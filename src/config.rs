use serde::Deserialize;
use std::fs;
use std::path::{Path, PathBuf};

use crate::utils::debug_log;

const APP_DIR: &str = "prepend-filedate";

#[derive(Debug, Default, PartialEq, Deserialize)]
#[serde(deny_unknown_fields)]
pub(crate) struct Config {
    #[serde(default)]
    pub(crate) timezone: Option<String>,
    #[serde(default)]
    pub(crate) include_hidden: bool,
    #[serde(default)]
    pub(crate) debug: bool,
}

impl Config {
    /// First readable config file wins; a malformed one is reported and skipped
    pub(crate) fn load() -> Self {
        Self::load_from(&Self::get_config_paths())
    }

    fn load_from(paths: &[PathBuf]) -> Self {
        for path in paths {
            if !path.exists() {
                continue;
            }
            let content = match fs::read_to_string(path) {
                Ok(content) => content,
                Err(e) => {
                    eprintln!("Warning: Failed to read {}: {}", path.display(), e);
                    continue;
                }
            };
            match Self::parse(&content, path) {
                Some(config) => {
                    debug_log!("Loaded config from {}", path.display());
                    return config;
                }
                None => continue,
            }
        }

        Self::default()
    }

    fn parse(content: &str, path: &Path) -> Option<Self> {
        match toml::from_str::<Config>(content) {
            Ok(config) => Some(config),
            Err(e) => {
                eprintln!("Warning: Failed to parse {}: {}", path.display(), e);
                None
            }
        }
    }

    fn get_config_paths() -> Vec<PathBuf> {
        let mut paths = Vec::new();

        // 1. XDG style: ~/.config/prepend-filedate/config.toml
        if let Some(home) = dirs::home_dir() {
            paths.push(home.join(".config").join(APP_DIR).join("config.toml"));
        }

        // 2. Platform config dir (Application Support on macOS, AppData on Windows)
        if let Some(config_dir) = dirs::config_dir() {
            let platform_path = config_dir.join(APP_DIR).join("config.toml");
            if !paths.contains(&platform_path) {
                paths.push(platform_path);
            }
        }

        // 3. ~/.prepend-filedate.toml
        if let Some(home) = dirs::home_dir() {
            paths.push(home.join(format!(".{APP_DIR}.toml")));
        }

        paths
    }
}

— What the task asks —
How many lines of the listing above contain the string "content"? Only the number is wanted.

— Reply to the task —
5